Не входит в круг наших задач оценка степени реальной человеческой близости автора «Саги» с Ионеско. Трудно, вместе с тем, пройти мимо одного симптоматичного обстоятельства. Всячески стремясь выявить предельно лояльный, дружественно-почтительный характер своего отношения к личности выдающегося драматурга, Максимов походя отвешивает ему странноватый комплимент: «К такому бы лицу да белую тогу с малиновым подбоем». Непредусмотренное курьезное сходство подобного образа с булгаковским описанием Понтия Пилата, предстающего на страницах «Мастера и Маргариты», как мы помним, «в белом плаще с кровавым подбоем», зафиксировано в статье Эткинда.

Отчего же понадобилось Максимову мысленно нарядить Ионеско в тогу? Оттого, вероятно, что очень уж хотелось бы автору «Саги» видеть прославленного мэтра этаким подобием напыщенного римского патриция, свысока относящегося ко всем, кто имеет мнения, отличные от его взглядов. Сам Максимов, во всяком случае, именно в стилистике развязного высокомерия описывает всех лиц, зачисленных им в разряд приверженцев левых идей, или, иначе говоря, в разряд «носорогов».
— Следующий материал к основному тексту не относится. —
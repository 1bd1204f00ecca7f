//! Calendar helpers for `YYYY-MM-DD` keys.
//!
//! Keys are compared as strings throughout the cache, which is only sound for
//! zero-padded dates; [`parse_ymd`] rejects anything else.

use std::sync::LazyLock;

use chrono::{Days, FixedOffset, NaiveDate, Utc};
use regex::Regex;

use crate::Error;

/// Upper bound used for forward-only invalidation.
pub const FAR_FUTURE: &str = "9999-12-31";

static YMD: LazyLock<Regex> = LazyLock::new(|| Regex::new(r"^\d{4}-\d{2}-\d{2}$").expect("static pattern"));

/// Parse a strict, zero-padded `YYYY-MM-DD` date.
pub fn parse_ymd(s: &str) -> Result<NaiveDate, Error> {
    let s = s.trim();
    if !YMD.is_match(s) {
        return Err(Error::InvalidDate(s.to_string()));
    }
    NaiveDate::parse_from_str(s, "%Y-%m-%d").map_err(|_| Error::InvalidDate(s.to_string()))
}

pub fn format_ymd(date: NaiveDate) -> String {
    date.format("%Y-%m-%d").to_string()
}

/// Today's date at a fixed UTC offset (the reader runs on KST, +9).
pub fn today_at_offset(offset_hours: i32) -> NaiveDate {
    let now = Utc::now();
    match FixedOffset::east_opt(offset_hours.saturating_mul(3600)) {
        Some(offset) => now.with_timezone(&offset).date_naive(),
        None => {
            tracing::warn!(offset_hours, "invalid utc offset, using UTC");
            now.date_naive()
        }
    }
}

/// Whole days from `selected` to `today` (negative for future dates).
pub fn days_ago(selected: NaiveDate, today: NaiveDate) -> i64 {
    (today - selected).num_days()
}

/// `date - days`, saturating at the minimum representable date.
pub fn subtract_days(date: NaiveDate, days: u32) -> NaiveDate {
    date.checked_sub_days(Days::new(u64::from(days))).unwrap_or(NaiveDate::MIN)
}

/// Every date in `[start, end]`. Empty when `start > end`.
pub fn date_range(start: NaiveDate, end: NaiveDate) -> Vec<NaiveDate> {
    start.iter_days().take_while(|d| *d <= end).collect()
}
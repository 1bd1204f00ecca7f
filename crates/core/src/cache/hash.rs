//! Content fingerprints used as read-tracking identities.
//!
//! The identity is `{date}:{cohort}:{hash}` over ten newline-joined slots:
//! title, the three sections, category, priority, then the raw legacy
//! `keyChange`, `previousContent`, `currentContent` and `body` fields (empty for
//! structured content). Same text yields the same id; any edit yields a new
//! one, which resets read state for corrected posts.

use schemars::JsonSchema;
use serde::{Deserialize, Serialize};
use sha2::{Digest, Sha256};

use crate::content::ContentRecord;

/// Hash used for the fingerprint suffix.
#[derive(Debug, Clone, Copy, Default, PartialEq, Eq, Serialize, Deserialize, JsonSchema)]
#[serde(rename_all = "lowercase")]
pub enum FingerprintAlgorithm {
    /// 64 bits of SHA-256, hex.
    #[default]
    Wide,
    /// 32-bit djb2 xor variant, base-36. Reproduces ids written by the web
    /// reader, so its stored read flags keep matching.
    Djb2,
}

/// Compute the content identity for a record at (date, cohort).
pub fn fingerprint(date: &str, cohort: &str, content: &ContentRecord, algorithm: FingerprintAlgorithm) -> String {
    let payload = fingerprint_payload(content);
    let hash = match algorithm {
        FingerprintAlgorithm::Wide => wide_hex(&payload),
        FingerprintAlgorithm::Djb2 => djb2_base36(&payload),
    };
    format!("{date}:{cohort}:{hash}")
}

fn fingerprint_payload(content: &ContentRecord) -> String {
    let legacy = &content.legacy;
    [
        content.title.as_deref(),
        Some(content.sections.past.as_str()),
        Some(content.sections.change.as_str()),
        Some(content.sections.detail.as_str()),
        content.category.as_deref(),
        content.priority.as_deref(),
        legacy.key_change.as_deref(),
        legacy.previous_content.as_deref(),
        legacy.current_content.as_deref(),
        legacy.body.as_deref(),
    ]
    .map(|slot| slot.unwrap_or(""))
    .join("\n")
}

/// `h = h * 33 ^ unit` over UTF-16 code units, 32-bit wrapping.
pub fn djb2_base36(input: &str) -> String {
    let mut h: i32 = 5381;
    for unit in input.encode_utf16() {
        h = h.wrapping_mul(33) ^ i32::from(unit);
    }
    to_base36(h as u32)
}

fn wide_hex(input: &str) -> String {
    let digest = Sha256::digest(input.as_bytes());
    hex::encode(&digest[..8])
}

fn to_base36(mut n: u32) -> String {
    const DIGITS: &[u8; 36] = b"0123456789abcdefghijklmnopqrstuvwxyz";
    if n == 0 {
        return "0".to_string();
    }
    let mut buf = Vec::new();
    while n > 0 {
        buf.push(DIGITS[(n % 36) as usize]);
        n /= 36;
    }
    buf.reverse();
    String::from_utf8_lossy(&buf).into_owned()
}
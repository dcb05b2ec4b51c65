use async_trait::async_trait;
use aws_sdk_sns::Client;
use aws_sdk_sns::error::DisplayErrorContext;

use super::Notifier;
use crate::errors::AnalysisError;

pub struct SnsNotifier {
    client: Client,
}

impl SnsNotifier {
    pub fn new(client: Client) -> Self {
        Self { client }
    }
}

#[async_trait]
impl Notifier for SnsNotifier {
    async fn publish(
        &self,
        topic_arn: &str,
        subject: &str,
        message: &str,
    ) -> Result<Option<String>, AnalysisError> {
        let output = self
            .client
            .publish()
            .topic_arn(topic_arn)
            .subject(subject)
            .message(message)
            .send()
            .await
            .map_err(|e| AnalysisError::SnsError(DisplayErrorContext(&e).to_string()))?;

        Ok(output.message_id().map(String::from))
    }
}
Вереница «носорожьих» образов, представляющая из себя центральную, основную часть «Саги», воспринимается, по выражению Шрагина, как нагромождение «кратких поношений».

Избегает Максимов внятного, членораздельного описания убеждений своих обвиняемых. Зато не упускает возможности уничижительно охарактеризовать внешность кое-кого из них. Упомянуть, допустим, обгрызанные ногти профессора-интеллектуала; или мимоходом припечатать французскую правозащитницу: «всем природа обделила, как Бог черепаху».
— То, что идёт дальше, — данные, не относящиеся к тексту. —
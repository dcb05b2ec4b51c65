use std::env;
use std::str::FromStr;

use crate::errors::AnalysisError;

pub const DEFAULT_MODEL_ID: &str = "anthropic.claude-3-haiku-20240307-v1:0";
pub const DEFAULT_BEDROCK_REGION: &str = "us-east-1";
pub const DEFAULT_TOPIC_ARN: &str = "arn:aws:sns:us-east-1:533267053787:Bedrock-POC";
pub const DEFAULT_SUBJECT: &str = "Session Manager Log File Analysis by Amazon Bedrock";
pub const DEFAULT_MAX_TOKENS: u32 = 512;
pub const DEFAULT_TEMPERATURE: f64 = 0.5;

/// Settings for one deployment of the analysis function.
///
/// Every field has a default, and each can be overridden through the
/// environment variable named next to it.
#[derive(Debug, Clone, PartialEq)]
pub struct AnalysisConfig {
    /// `BEDROCK_MODEL_ID`
    pub model_id: String,
    /// `BEDROCK_REGION`
    pub bedrock_region: String,
    /// `SNS_TOPIC_ARN`
    pub topic_arn: String,
    /// `NOTIFICATION_SUBJECT`
    pub notification_subject: String,
    /// `BEDROCK_MAX_TOKENS`
    pub max_tokens: u32,
    /// `BEDROCK_TEMPERATURE`, must be within `0.0..=1.0`
    pub temperature: f64,
}

impl Default for AnalysisConfig {
    fn default() -> Self {
        Self {
            model_id: DEFAULT_MODEL_ID.to_string(),
            bedrock_region: DEFAULT_BEDROCK_REGION.to_string(),
            topic_arn: DEFAULT_TOPIC_ARN.to_string(),
            notification_subject: DEFAULT_SUBJECT.to_string(),
            max_tokens: DEFAULT_MAX_TOKENS,
            temperature: DEFAULT_TEMPERATURE,
        }
    }
}

impl AnalysisConfig {
    /// # Errors
    ///
    /// Returns `ConfigError` if a numeric override cannot be parsed or the
    /// temperature is out of range.
    pub fn from_env() -> Result<Self, AnalysisError> {
        Self::from_lookup(|key| env::var(key).ok())
    }

    /// Builds the config from defaults plus whatever `lookup` returns for
    /// each override key.
    ///
    /// # Errors
    ///
    /// Same as [`AnalysisConfig::from_env`].
    pub fn from_lookup<F>(lookup: F) -> Result<Self, AnalysisError>
    where
        F: Fn(&str) -> Option<String>,
    {
        let defaults = Self::default();

        let config = Self {
            model_id: lookup("BEDROCK_MODEL_ID").unwrap_or(defaults.model_id),
            bedrock_region: lookup("BEDROCK_REGION").unwrap_or(defaults.bedrock_region),
            topic_arn: lookup("SNS_TOPIC_ARN").unwrap_or(defaults.topic_arn),
            notification_subject: lookup("NOTIFICATION_SUBJECT")
                .unwrap_or(defaults.notification_subject),
            max_tokens: parse_override(&lookup, "BEDROCK_MAX_TOKENS")?
                .unwrap_or(defaults.max_tokens),
            temperature: parse_override(&lookup, "BEDROCK_TEMPERATURE")?
                .unwrap_or(defaults.temperature),
        };

        if !(0.0..=1.0).contains(&config.temperature) {
            return Err(AnalysisError::ConfigError(format!(
                "BEDROCK_TEMPERATURE: {} is outside 0.0..=1.0",
                config.temperature
            )));
        }

        Ok(config)
    }
}

fn parse_override<F, T>(lookup: &F, key: &str) -> Result<Option<T>, AnalysisError>
where
    F: Fn(&str) -> Option<String>,
    T: FromStr,
    T::Err: std::fmt::Display,
{
    lookup(key)
        .map(|raw| {
            raw.trim()
                .parse::<T>()
                .map_err(|e| AnalysisError::ConfigError(format!("{key}: {e}")))
        })
        .transpose()
}
use serde_json::json;
use session_analysis::core::models::{ObjectLocation, UNKNOWN_KEY, parse_trigger_event};
use session_analysis::errors::AnalysisError;

#[test]
fn test_parse_cloudtrail_put_object_event() {
    let event = json!({
        "version": "0",
        "detail-type": "AWS API Call via CloudTrail",
        "source": "aws.s3",
        "region": "us-east-1",
        "detail": {
            "eventName": "PutObject",
            "requestParameters": {
                "bucketName": "ssm-session-logs",
                "Host": "ssm-session-logs.s3.us-east-1.amazonaws.com",
                "key": "sessions/alice-0a1b2c3d.log"
            }
        }
    });

    let location = parse_trigger_event(&event).unwrap();
    assert_eq!(
        location,
        ObjectLocation::new("ssm-session-logs", "sessions/alice-0a1b2c3d.log")
    );
    assert_eq!(
        location.to_string(),
        "s3://ssm-session-logs/sessions/alice-0a1b2c3d.log"
    );
}

#[test]
fn test_missing_or_null_key_uses_placeholder() {
    for params in [
        json!({ "bucketName": "logs" }),
        json!({ "bucketName": "logs", "key": null }),
    ] {
        let event = json!({ "detail": { "requestParameters": params } });
        let location = parse_trigger_event(&event).unwrap();
        assert_eq!(location.bucket, "logs");
        assert_eq!(location.key, UNKNOWN_KEY);
    }
}

#[test]
fn test_missing_bucket_name_is_rejected() {
    let events = [
        json!({}),
        json!({ "detail": {} }),
        json!({ "detail": { "requestParameters": { "key": "a.log" } } }),
        json!({ "detail": { "requestParameters": { "bucketName": 42, "key": "a.log" } } }),
    ];

    for event in &events {
        match parse_trigger_event(event) {
            Err(AnalysisError::InvalidEvent(_)) => {}
            other => panic!("Expected InvalidEvent for {event}, got {other:?}"),
        }
    }
}

#[test]
fn test_non_string_key_is_kept_as_text() {
    let event = json!({ "detail": { "requestParameters": { "bucketName": "logs", "key": 42 } } });

    let location = parse_trigger_event(&event).unwrap();
    assert_eq!(location.bucket, "logs");
    assert_eq!(location.key, "42");
    assert!(location.key_error.unwrap().contains("must be a string"));

    let event = json!({
        "detail": { "requestParameters": { "bucketName": "logs", "key": { "path": "a.log" } } }
    });
    let location = parse_trigger_event(&event).unwrap();
    assert_eq!(location.key, r#"{"path":"a.log"}"#);
    assert!(location.key_error.is_some());
}

#[test]
fn test_empty_key_is_kept() {
    let event = json!({ "detail": { "requestParameters": { "bucketName": "logs", "key": "" } } });

    let location = parse_trigger_event(&event).unwrap();
    assert_eq!(location, ObjectLocation::new("logs", ""));
}
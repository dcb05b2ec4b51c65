use async_trait::async_trait;
use aws_sdk_s3::Client;
use aws_sdk_s3::error::DisplayErrorContext;
use tracing::debug;

use super::ObjectStore;
use crate::errors::AnalysisError;

pub struct S3ObjectStore {
    client: Client,
}

impl S3ObjectStore {
    pub fn new(client: Client) -> Self {
        Self { client }
    }
}

#[async_trait]
impl ObjectStore for S3ObjectStore {
    async fn get_object(&self, bucket: &str, key: &str) -> Result<Vec<u8>, AnalysisError> {
        let output = self
            .client
            .get_object()
            .bucket(bucket)
            .key(key)
            .send()
            .await
            .map_err(|e| AnalysisError::StorageError(DisplayErrorContext(&e).to_string()))?;

        let bytes = output
            .body
            .collect()
            .await
            .map_err(|e| AnalysisError::StorageError(format!("failed to read body: {e}")))?
            .into_bytes();

        debug!(bucket, key, size = bytes.len(), "Fetched object from S3");
        Ok(bytes.to_vec())
    }
}
use tracing::info;

use crate::clients::ModelInvoker;
use crate::core::config::AnalysisConfig;
use crate::errors::AnalysisError;
use crate::prompt::{ModelRequest, build_prompt, extract_response_text};

/// Asks the configured model to analyze `content` and returns its answer.
///
/// # Errors
///
/// Returns `BedrockError` if the call fails and `ResponseFormatError` if
/// the reply has no text.
pub async fn summarize_content(
    model: &dyn ModelInvoker,
    config: &AnalysisConfig,
    content: &str,
) -> Result<String, AnalysisError> {
    let prompt = build_prompt(content);

    #[cfg(feature = "debug-logs")]
    info!("Using Bedrock prompt:\n{}", prompt);

    #[cfg(not(feature = "debug-logs"))]
    info!(
        model_id = %config.model_id,
        prompt_chars = prompt.chars().count(),
        "Invoking Bedrock model [prompt masked, enable debug-logs feature to view]"
    );

    let body = ModelRequest::new(prompt, config).to_body()?;
    let response = model.invoke_model(&config.model_id, body).await?;
    extract_response_text(&response)
}

/// Text delivered in place of the model's answer when inference fails.
pub fn inference_failure_text(err: &AnalysisError) -> String {
    format!("Error invoking Bedrock model. Error: {err}")
}
use thiserror::Error;

#[derive(Debug, Error)]
pub enum AnalysisError {
    #[error("Failed to parse trigger event: {0}")]
    InvalidEvent(String),

    #[error("Invalid configuration: {0}")]
    ConfigError(String),

    #[error("Failed to read object from S3: {0}")]
    StorageError(String),

    #[error("Object content is not valid UTF-8: {0}")]
    DecodeError(String),

    #[error("Failed to invoke Bedrock model: {0}")]
    BedrockError(String),

    #[error("Unexpected Bedrock response: {0}")]
    ResponseFormatError(String),

    #[error("Failed to serialize model request: {0}")]
    SerializationError(String),

    #[error("Failed to publish to SNS topic: {0}")]
    SnsError(String),
}

impl From<std::string::FromUtf8Error> for AnalysisError {
    fn from(error: std::string::FromUtf8Error) -> Self {
        AnalysisError::DecodeError(error.to_string())
    }
}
Не менее охотно позволяет себе писатель в рассматриваемых разделах бесцеремонно обсуждать частную жизнь того или иного человека. К примеру, об известном западногерманском политическом деятеле в «Саге» сообщается следующее: «Попивает. Слаб к женскому полу».

Показательны в этом смысле фрагменты «Саги», описывающие некоторых московских деятелей культуры, имевших в 1970-е годы привилегированный статус лиц выездных.

Неприятно, разумеется, что крупный театральный режиссер, суетливо стремясь отблагодарить власти своей страны за разрешение на гастрольную поездку в США, выступал там с публичными речами конформистско-просоветского толка. Учтем все же, что плоская демагогия этих речей, приблизительно воспроизведенная в «Саге», могла впечатлить лишь недалекую, не слишком образованную часть американской аудитории. Нет в этом случае убедительных оснований для максимовского вывода о том, что режиссер якобы «подвизается в отечественном сыске», а упомянутые выступления представляют собой подрывное задание советских спецслужб.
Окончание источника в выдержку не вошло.